What to produce — Below are the records. Retype exactly the lines between the lines holding "if period == 0" and "let mut result", inclusive.
═══ Data records ═══
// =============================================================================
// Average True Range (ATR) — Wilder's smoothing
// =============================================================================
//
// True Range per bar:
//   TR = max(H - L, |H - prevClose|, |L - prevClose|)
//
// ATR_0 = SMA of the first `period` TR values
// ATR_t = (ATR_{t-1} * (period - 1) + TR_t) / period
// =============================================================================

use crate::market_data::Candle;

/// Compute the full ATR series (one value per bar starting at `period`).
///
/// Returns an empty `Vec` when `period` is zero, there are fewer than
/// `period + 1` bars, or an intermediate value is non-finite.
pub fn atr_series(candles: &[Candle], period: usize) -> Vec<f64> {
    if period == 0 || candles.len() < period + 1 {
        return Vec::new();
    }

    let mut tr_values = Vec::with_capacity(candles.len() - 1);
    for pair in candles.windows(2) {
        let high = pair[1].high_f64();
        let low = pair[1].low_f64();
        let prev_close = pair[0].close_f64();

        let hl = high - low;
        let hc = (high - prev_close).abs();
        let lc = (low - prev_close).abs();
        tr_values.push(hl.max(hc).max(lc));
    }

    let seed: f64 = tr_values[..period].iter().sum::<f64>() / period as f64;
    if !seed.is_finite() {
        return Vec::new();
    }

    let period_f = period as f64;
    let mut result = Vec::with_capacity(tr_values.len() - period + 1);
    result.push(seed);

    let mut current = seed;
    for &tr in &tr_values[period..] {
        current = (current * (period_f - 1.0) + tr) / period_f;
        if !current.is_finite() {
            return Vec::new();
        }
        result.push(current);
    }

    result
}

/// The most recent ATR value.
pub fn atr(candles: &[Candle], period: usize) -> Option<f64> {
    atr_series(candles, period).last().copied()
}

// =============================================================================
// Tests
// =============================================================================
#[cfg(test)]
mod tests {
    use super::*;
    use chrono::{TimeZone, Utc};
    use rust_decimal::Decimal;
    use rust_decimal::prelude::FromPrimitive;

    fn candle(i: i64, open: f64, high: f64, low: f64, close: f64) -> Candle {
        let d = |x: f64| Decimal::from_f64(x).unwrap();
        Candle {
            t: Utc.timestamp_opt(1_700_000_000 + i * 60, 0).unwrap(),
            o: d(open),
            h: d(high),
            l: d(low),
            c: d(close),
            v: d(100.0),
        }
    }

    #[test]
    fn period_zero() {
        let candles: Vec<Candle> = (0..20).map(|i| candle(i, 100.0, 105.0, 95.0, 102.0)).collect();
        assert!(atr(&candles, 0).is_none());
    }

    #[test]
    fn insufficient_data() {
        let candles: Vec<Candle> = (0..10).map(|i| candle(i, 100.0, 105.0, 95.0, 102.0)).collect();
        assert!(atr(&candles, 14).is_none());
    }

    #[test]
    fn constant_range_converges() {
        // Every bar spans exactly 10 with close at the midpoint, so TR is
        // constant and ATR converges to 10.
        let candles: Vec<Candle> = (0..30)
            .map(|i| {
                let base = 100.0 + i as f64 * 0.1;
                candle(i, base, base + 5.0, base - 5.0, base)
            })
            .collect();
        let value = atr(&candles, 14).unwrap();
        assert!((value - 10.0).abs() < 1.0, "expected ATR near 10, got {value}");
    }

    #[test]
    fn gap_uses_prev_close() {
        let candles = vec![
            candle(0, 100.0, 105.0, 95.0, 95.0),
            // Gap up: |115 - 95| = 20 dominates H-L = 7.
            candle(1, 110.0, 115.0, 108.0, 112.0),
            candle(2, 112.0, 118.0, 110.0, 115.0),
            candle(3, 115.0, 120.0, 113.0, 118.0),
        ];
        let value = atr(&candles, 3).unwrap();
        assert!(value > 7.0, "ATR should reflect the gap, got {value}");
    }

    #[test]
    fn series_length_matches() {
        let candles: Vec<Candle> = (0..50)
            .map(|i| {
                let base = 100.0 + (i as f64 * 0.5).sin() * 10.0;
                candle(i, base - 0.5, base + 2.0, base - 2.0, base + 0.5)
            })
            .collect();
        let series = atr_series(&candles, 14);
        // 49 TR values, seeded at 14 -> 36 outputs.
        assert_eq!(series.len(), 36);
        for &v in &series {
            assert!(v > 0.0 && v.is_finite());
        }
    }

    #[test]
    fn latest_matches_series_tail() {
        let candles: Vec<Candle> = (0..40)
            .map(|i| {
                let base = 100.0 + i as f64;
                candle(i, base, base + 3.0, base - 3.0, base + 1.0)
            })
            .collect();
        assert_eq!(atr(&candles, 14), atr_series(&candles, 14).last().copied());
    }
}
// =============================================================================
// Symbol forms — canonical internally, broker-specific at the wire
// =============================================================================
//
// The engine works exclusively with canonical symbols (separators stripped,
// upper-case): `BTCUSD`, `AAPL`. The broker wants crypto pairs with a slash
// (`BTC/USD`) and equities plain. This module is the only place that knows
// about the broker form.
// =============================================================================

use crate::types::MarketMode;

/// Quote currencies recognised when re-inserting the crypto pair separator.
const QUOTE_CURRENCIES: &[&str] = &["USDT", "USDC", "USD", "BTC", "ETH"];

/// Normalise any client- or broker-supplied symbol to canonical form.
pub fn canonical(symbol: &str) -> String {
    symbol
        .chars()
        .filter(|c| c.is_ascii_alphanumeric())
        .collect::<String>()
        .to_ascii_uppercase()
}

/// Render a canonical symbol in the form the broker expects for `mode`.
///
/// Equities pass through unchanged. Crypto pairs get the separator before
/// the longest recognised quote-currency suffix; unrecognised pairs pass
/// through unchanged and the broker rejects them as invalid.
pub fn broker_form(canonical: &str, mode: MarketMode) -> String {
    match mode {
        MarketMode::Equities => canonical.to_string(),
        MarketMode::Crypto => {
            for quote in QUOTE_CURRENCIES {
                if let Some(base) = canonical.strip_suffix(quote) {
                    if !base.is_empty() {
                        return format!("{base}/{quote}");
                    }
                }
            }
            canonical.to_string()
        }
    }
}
═══
The completed task —
    if period == 0 || candles.len() < period + 1 {
        return Vec::new();
    }

    let mut tr_values = Vec::with_capacity(candles.len() - 1);
    for pair in candles.windows(2) {
        let high = pair[1].high_f64();
        let low = pair[1].low_f64();
        let prev_close = pair[0].close_f64();

        let hl = high - low;
        let hc = (high - prev_close).abs();
        let lc = (low - prev_close).abs();
        tr_values.push(hl.max(hc).max(lc));
    }

    let seed: f64 = tr_values[..period].iter().sum::<f64>() / period as f64;
    if !seed.is_finite() {
        return Vec::new();
    }

    let period_f = period as f64;
    let mut result = Vec::with_capacity(tr_values.len() - period + 1);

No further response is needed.